Stored data:
--------------------------------

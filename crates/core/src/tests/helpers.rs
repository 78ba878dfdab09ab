// Copyright (C) 2026 Fred Clausen
// Use of this source code is governed by an MIT-style
// license that can be found in the LICENSE file or at
// https://opensource.org/licenses/MIT.

use crate::error::RepositoryError;
use crate::memory::InMemoryStore;
use crate::notify::{
    DeliveryError, DispatchingNotifier, ErrorReporter, LogMailer, NotificationChannel,
    NotificationDispatcher,
};
use crate::repository::{
    ContractRepository, InquiryRepository, InteractionRepository, NotificationLog,
    OfferRepository, OpportunityRepository, RepositoryResult,
};
use clark_audit::{Actor, Cause};
use clark_domain::{
    AdminId, AnalysisState, Channel, Contract, ContractId, ContractState, CustomerId, Inquiry,
    InquiryState, Interaction, Message, NewContract, NewInquiry, NewInteraction, NewOffer,
    NewOpportunity, Offer, OfferState, Opportunity, OpportunityState, SubcompanyId,
};
use std::sync::{Arc, Mutex};
use time::OffsetDateTime;
use time::macros::datetime;

pub const CUSTOMER: CustomerId = CustomerId::new(7);
pub const OTHER_CUSTOMER: CustomerId = CustomerId::new(8);
pub const ADMIN: AdminId = AdminId::new(3);

pub fn create_test_cause() -> Cause {
    Cause::new(String::from("req-456"), String::from("Test request"))
}

pub fn create_admin_actor() -> Actor {
    Actor::admin(ADMIN)
}

pub fn fixed_now() -> OffsetDateTime {
    datetime!(2026-03-04 10:00 UTC)
}

/// A transport that records what it was asked to deliver.
pub struct RecordingChannel {
    channel: Channel,
    fail: bool,
    delivered: Mutex<Vec<Message>>,
}

impl RecordingChannel {
    pub fn new(channel: Channel) -> Self {
        Self {
            channel,
            fail: false,
            delivered: Mutex::new(Vec::new()),
        }
    }

    pub fn failing(channel: Channel) -> Self {
        Self {
            fail: true,
            ..Self::new(channel)
        }
    }

    pub fn delivered(&self) -> Vec<Message> {
        self.delivered.lock().unwrap().clone()
    }
}

impl NotificationChannel for RecordingChannel {
    fn channel(&self) -> Channel {
        self.channel
    }

    fn deliver(&self, message: &Message) -> Result<(), DeliveryError> {
        if self.fail {
            return Err(DeliveryError {
                channel: self.channel,
                reason: String::from("socket closed"),
            });
        }
        self.delivered.lock().unwrap().push(message.clone());
        Ok(())
    }
}

/// Collects the contexts of captured errors.
#[derive(Default)]
pub struct CountingReporter {
    captured: Mutex<Vec<String>>,
}

impl CountingReporter {
    pub fn captured(&self) -> Vec<String> {
        self.captured.lock().unwrap().clone()
    }
}

impl ErrorReporter for CountingReporter {
    fn capture(&self, context: &str, _error: &dyn std::error::Error) {
        self.captured.lock().unwrap().push(context.to_string());
    }
}

/// An interaction store whose backend is always down.
pub struct BrokenInteractions;

impl InteractionRepository for BrokenInteractions {
    fn create_interaction(&self, _interaction: NewInteraction) -> RepositoryResult<Interaction> {
        Err(RepositoryError::Backend(String::from("connection refused")))
    }

    fn interactions_for(&self, _contract_id: ContractId) -> RepositoryResult<Vec<Interaction>> {
        Err(RepositoryError::Backend(String::from("connection refused")))
    }
}

/// Store, notifier and reporter wired the way the server wires them.
pub struct Fixture {
    pub store: Arc<InMemoryStore>,
    pub messenger: Arc<RecordingChannel>,
    pub reporter: Arc<CountingReporter>,
    pub notifier: DispatchingNotifier,
}

impl Fixture {
    pub fn new() -> Self {
        Self::with_messenger(RecordingChannel::new(Channel::Messenger))
    }

    pub fn with_messenger(messenger: RecordingChannel) -> Self {
        let store: Arc<InMemoryStore> = Arc::new(InMemoryStore::new());
        let messenger: Arc<RecordingChannel> = Arc::new(messenger);
        let reporter: Arc<CountingReporter> = Arc::new(CountingReporter::default());
        let dispatcher: NotificationDispatcher = NotificationDispatcher::new(
            vec![
                Arc::new(LogMailer) as Arc<dyn NotificationChannel>,
                Arc::clone(&messenger) as Arc<dyn NotificationChannel>,
            ],
            Arc::clone(&store) as Arc<dyn NotificationLog>,
            Arc::clone(&reporter) as Arc<dyn ErrorReporter>,
        );
        let notifier: DispatchingNotifier =
            DispatchingNotifier::new(Arc::new(dispatcher), vec![Channel::Messenger]);
        Self {
            store,
            messenger,
            reporter,
            notifier,
        }
    }
}

pub fn create_contract(
    store: &InMemoryStore,
    customer_id: CustomerId,
    state: ContractState,
    analysis_state: Option<AnalysisState>,
) -> Contract {
    store
        .create_contract(NewContract {
            customer_id,
            state,
            analysis_state,
            category_ident: String::from("liability"),
            subcompany_id: Some(SubcompanyId::new(11)),
        })
        .unwrap()
}

pub fn create_analysis_contract(store: &InMemoryStore, analysis_state: AnalysisState) -> Contract {
    create_contract(
        store,
        CUSTOMER,
        ContractState::DetailsAvailable,
        Some(analysis_state),
    )
}

/// An opportunity in `offer_phase` with an active offer over `products` offered contracts.
pub fn create_active_offer(
    store: &InMemoryStore,
    products: usize,
) -> (Opportunity, Offer, Vec<Contract>) {
    let opportunity: Opportunity = store
        .create_opportunity(NewOpportunity {
            customer_id: CUSTOMER,
            admin_id: Some(ADMIN),
            state: OpportunityState::OfferPhase,
        })
        .unwrap();
    let contracts: Vec<Contract> = (0..products)
        .map(|_| create_contract(store, CUSTOMER, ContractState::Offered, None))
        .collect();
    let offer: Offer = store
        .create_offer(NewOffer {
            customer_id: CUSTOMER,
            opportunity_id: opportunity.id,
            state: OfferState::Active,
            valid_until: datetime!(2026-04-01 00:00 UTC),
            options: contracts
                .iter()
                .enumerate()
                .map(|(index, contract)| (contract.id, index == 0))
                .collect(),
        })
        .unwrap();
    (opportunity, offer, contracts)
}

pub fn create_inquiry(
    store: &InMemoryStore,
    subcompany: i64,
    state: InquiryState,
    idents: &[&str],
) -> Inquiry {
    store
        .create_inquiry(NewInquiry {
            customer_id: CUSTOMER,
            subcompany_id: SubcompanyId::new(subcompany),
            state,
            category_idents: idents.iter().map(|s| (*s).to_string()).collect(),
        })
        .unwrap()
}
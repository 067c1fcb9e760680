use crate::config::PresenceConfig;
use crate::context::RandomSource;
use crate::model::{Cursor, User};
use std::sync::Arc;

/// One sampled presence tick: a fresh active flag (and cursor, when active)
/// for every known collaborator.
#[derive(Debug, Clone, Default)]
pub struct PresenceTick {
    pub updates: Vec<PresenceUpdate>,
}

#[derive(Debug, Clone)]
pub struct PresenceUpdate {
    pub user_id: String,
    pub active: bool,
    pub cursor: Option<Cursor>,
}

/// Where presence ticks come from. Independent of the data feed; the two
/// timers are uncoordinated by design.
pub trait PresenceSource: Send + Sync {
    fn next_tick(&self, users: &[User]) -> PresenceTick;
}

/// Randomized stand-in for real multi-user presence: each user is active with
/// a fixed probability, and active users get a cursor uniform in [0,100] on
/// both axes.
pub struct SimulatedPresenceSource {
    rng: Arc<dyn RandomSource>,
    active_probability: f64,
}

impl SimulatedPresenceSource {
    pub fn new(rng: Arc<dyn RandomSource>, config: &PresenceConfig) -> Self {
        Self {
            rng,
            active_probability: config.active_probability(),
        }
    }
}

impl PresenceSource for SimulatedPresenceSource {
    fn next_tick(&self, users: &[User]) -> PresenceTick {
        let updates = users
            .iter()
            .map(|user| {
                let active = self.rng.next_f64() < self.active_probability;
                let cursor = active.then(|| Cursor {
                    x: self.rng.next_f64() * 100.0,
                    y: self.rng.next_f64() * 100.0,
                });
                PresenceUpdate {
                    user_id: user.id.clone(),
                    active,
                    cursor,
                }
            })
            .collect();

        PresenceTick { updates }
    }
}
use chrono::{DateTime, Utc};
use parking_lot::Mutex;
use rand::rngs::StdRng;
use rand::{Rng, SeedableRng};
use std::sync::Arc;
use std::sync::atomic::{AtomicI64, AtomicU64, Ordering};
use uuid::Uuid;

/// Trait for providing the current time.
/// Decouples logic from `Utc::now()` to enable deterministic replay.
pub trait TimeProvider: Send + Sync {
    fn now_millis(&self) -> i64;
    fn now(&self) -> DateTime<Utc>;
}

/// Trait for generating entity identifiers.
///
/// `next_id` yields timestamp-derived ids like `AL1736951400000` (the shape
/// the dashboard wire format uses); `next_token` yields an opaque id for
/// toasts.
pub trait IdProvider: Send + Sync {
    fn next_id(&self, prefix: &str) -> String;
    fn next_token(&self) -> String;
}

/// Trait for sampling uniform randomness in [0, 1).
/// The feed and presence simulators draw through this so tests can seed them.
pub trait RandomSource: Send + Sync {
    fn next_f64(&self) -> f64;
}

/// Context holding the providers. Passed down to the state container and
/// the simulators.
#[derive(Clone)]
pub struct OpsContext {
    pub time: Arc<dyn TimeProvider>,
    pub id: Arc<dyn IdProvider>,
    pub rng: Arc<dyn RandomSource>,
}

impl OpsContext {
    pub fn new_system() -> Self {
        Self {
            time: Arc::new(SystemTimeProvider),
            id: Arc::new(TimestampIdProvider::new()),
            rng: Arc::new(ThreadRandomSource),
        }
    }

    pub fn new_deterministic(start_time_ms: i64, seed: u64) -> Self {
        Self {
            time: Arc::new(SteppedTimeProvider::new(start_time_ms)),
            id: Arc::new(SequentialIdProvider::new()),
            rng: Arc::new(SeededRandomSource::new(seed)),
        }
    }
}

// --- Live implementations ---

pub struct SystemTimeProvider;

impl TimeProvider for SystemTimeProvider {
    fn now_millis(&self) -> i64 {
        Utc::now().timestamp_millis()
    }

    fn now(&self) -> DateTime<Utc> {
        Utc::now()
    }
}

/// Ids of the form `{prefix}{millis}`. The atomic counter disambiguates
/// multiple ids minted within the same millisecond.
pub struct TimestampIdProvider {
    counter: AtomicU64,
}

impl TimestampIdProvider {
    pub fn new() -> Self {
        Self {
            counter: AtomicU64::new(0),
        }
    }
}

impl Default for TimestampIdProvider {
    fn default() -> Self {
        Self::new()
    }
}

impl IdProvider for TimestampIdProvider {
    fn next_id(&self, prefix: &str) -> String {
        let n = self.counter.fetch_add(1, Ordering::SeqCst);
        format!("{}{}{:03}", prefix, Utc::now().timestamp_millis(), n % 1000)
    }

    fn next_token(&self) -> String {
        Uuid::new_v4().to_string()
    }
}

pub struct ThreadRandomSource;

impl RandomSource for ThreadRandomSource {
    fn next_f64(&self) -> f64 {
        rand::thread_rng().r#gen::<f64>()
    }
}

// --- Deterministic implementations ---

pub struct SteppedTimeProvider {
    current_time_ms: AtomicI64,
}

impl SteppedTimeProvider {
    pub fn new(start_time_ms: i64) -> Self {
        Self {
            current_time_ms: AtomicI64::new(start_time_ms),
        }
    }

    pub fn advance(&self, duration_ms: i64) {
        self.current_time_ms.fetch_add(duration_ms, Ordering::SeqCst);
    }
}

impl TimeProvider for SteppedTimeProvider {
    fn now_millis(&self) -> i64 {
        self.current_time_ms.load(Ordering::SeqCst)
    }

    fn now(&self) -> DateTime<Utc> {
        DateTime::from_timestamp_millis(self.now_millis()).unwrap_or_default()
    }
}

pub struct SequentialIdProvider {
    counter: AtomicU64,
}

impl SequentialIdProvider {
    pub fn new() -> Self {
        Self {
            counter: AtomicU64::new(0),
        }
    }
}

impl Default for SequentialIdProvider {
    fn default() -> Self {
        Self::new()
    }
}

impl IdProvider for SequentialIdProvider {
    fn next_id(&self, prefix: &str) -> String {
        let n = self.counter.fetch_add(1, Ordering::SeqCst);
        format!("{}{:06}", prefix, n)
    }

    fn next_token(&self) -> String {
        let n = self.counter.fetch_add(1, Ordering::SeqCst);
        format!("00000000-0000-0000-0000-{:012x}", n)
    }
}

pub struct SeededRandomSource {
    rng: Mutex<StdRng>,
}

impl SeededRandomSource {
    pub fn new(seed: u64) -> Self {
        Self {
            rng: Mutex::new(StdRng::seed_from_u64(seed)),
        }
    }
}

impl RandomSource for SeededRandomSource {
    fn next_f64(&self) -> f64 {
        self.rng.lock().r#gen::<f64>()
    }
}

#[cfg(test)]
mod tests {
    use super::*;

    #[test]
    fn sequential_ids_are_prefixed_and_unique() {
        let ids = SequentialIdProvider::new();
        let a = ids.next_id("SC");
        let b = ids.next_id("SC");
        assert!(a.starts_with("SC"));
        assert_ne!(a, b);
    }

    #[test]
    fn seeded_source_is_reproducible() {
        let a = SeededRandomSource::new(42);
        let b = SeededRandomSource::new(42);
        for _ in 0..16 {
            assert_eq!(a.next_f64(), b.next_f64());
        }
    }

    #[test]
    fn stepped_time_advances() {
        let t = SteppedTimeProvider::new(1_000);
        assert_eq!(t.now_millis(), 1_000);
        t.advance(3_000);
        assert_eq!(t.now_millis(), 4_000);
    }
}
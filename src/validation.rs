use crate::persistence::preferences::UserProfile;
use once_cell::sync::Lazy;
use regex::Regex;
use thiserror::Error;

// Same permissive shape the dashboard always used.
static EMAIL_RE: Lazy<Regex> =
    Lazy::new(|| Regex::new(r"^\S+@\S+\.\S+$").expect("static email pattern"));

/// A single inline field error, as surfaced next to the offending input.
#[derive(Debug, Clone, PartialEq, Eq, Error)]
#[error("{field}: {message}")]
pub struct FieldError {
    pub field: &'static str,
    pub message: &'static str,
}

impl FieldError {
    fn new(field: &'static str, message: &'static str) -> Self {
        Self { field, message }
    }
}

/// Presence + format checks for the profile form. Returns every failing
/// field, not just the first.
pub fn validate_profile(profile: &UserProfile) -> Result<(), Vec<FieldError>> {
    let mut errors = Vec::new();

    if profile.name.trim().is_empty() {
        errors.push(FieldError::new("name", "Name is required"));
    }
    if profile.email.trim().is_empty() {
        errors.push(FieldError::new("email", "Email is required"));
    } else if !EMAIL_RE.is_match(profile.email.trim()) {
        errors.push(FieldError::new("email", "Invalid email format"));
    }
    if profile.phone.trim().is_empty() {
        errors.push(FieldError::new("phone", "Phone is required"));
    }
    if profile.location.trim().is_empty() {
        errors.push(FieldError::new("location", "Location is required"));
    }
    if profile.bio.trim().is_empty() {
        errors.push(FieldError::new("bio", "Bio is required"));
    }

    if errors.is_empty() { Ok(()) } else { Err(errors) }
}

#[derive(Debug, Clone, Default)]
pub struct PasswordChange {
    pub current_password: String,
    pub new_password: String,
    pub confirm_password: String,
}

pub fn validate_password_change(form: &PasswordChange) -> Result<(), Vec<FieldError>> {
    let mut errors = Vec::new();

    if form.current_password.is_empty() {
        errors.push(FieldError::new(
            "currentPassword",
            "Current password is required",
        ));
    }
    if form.new_password.is_empty() {
        errors.push(FieldError::new("newPassword", "New password is required"));
    } else if form.new_password.len() < 8 {
        errors.push(FieldError::new(
            "newPassword",
            "Password must be at least 8 characters",
        ));
    }
    if form.new_password != form.confirm_password {
        errors.push(FieldError::new(
            "confirmPassword",
            "Passwords do not match",
        ));
    }

    if errors.is_empty() { Ok(()) } else { Err(errors) }
}

/// Strength score 0-100: 25 points per satisfied class (length >= 8,
/// lowercase, uppercase, digit, symbol), capped at 100.
pub fn password_strength(password: &str) -> u8 {
    let mut strength: u32 = 0;
    if password.len() >= 8 {
        strength += 25;
    }
    if password.chars().any(|c| c.is_ascii_lowercase()) {
        strength += 25;
    }
    if password.chars().any(|c| c.is_ascii_uppercase()) {
        strength += 25;
    }
    if password.chars().any(|c| c.is_ascii_digit()) {
        strength += 25;
    }
    if password.chars().any(|c| !c.is_ascii_alphanumeric()) {
        strength += 25;
    }
    strength.min(100) as u8
}

/// Scenarios only require a non-empty name and description.
pub fn validate_scenario(name: &str, description: &str) -> Result<(), FieldError> {
    if name.trim().is_empty() {
        return Err(FieldError::new("name", "Name is required"));
    }
    if description.trim().is_empty() {
        return Err(FieldError::new("description", "Description is required"));
    }
    Ok(())
}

--------------------------------

_WORK ITEM_
Scan the records above for the string "newPassword", then select every line that holds it.

_RESULT_
        errors.push(FieldError::new("newPassword", "New password is required"));
            "newPassword",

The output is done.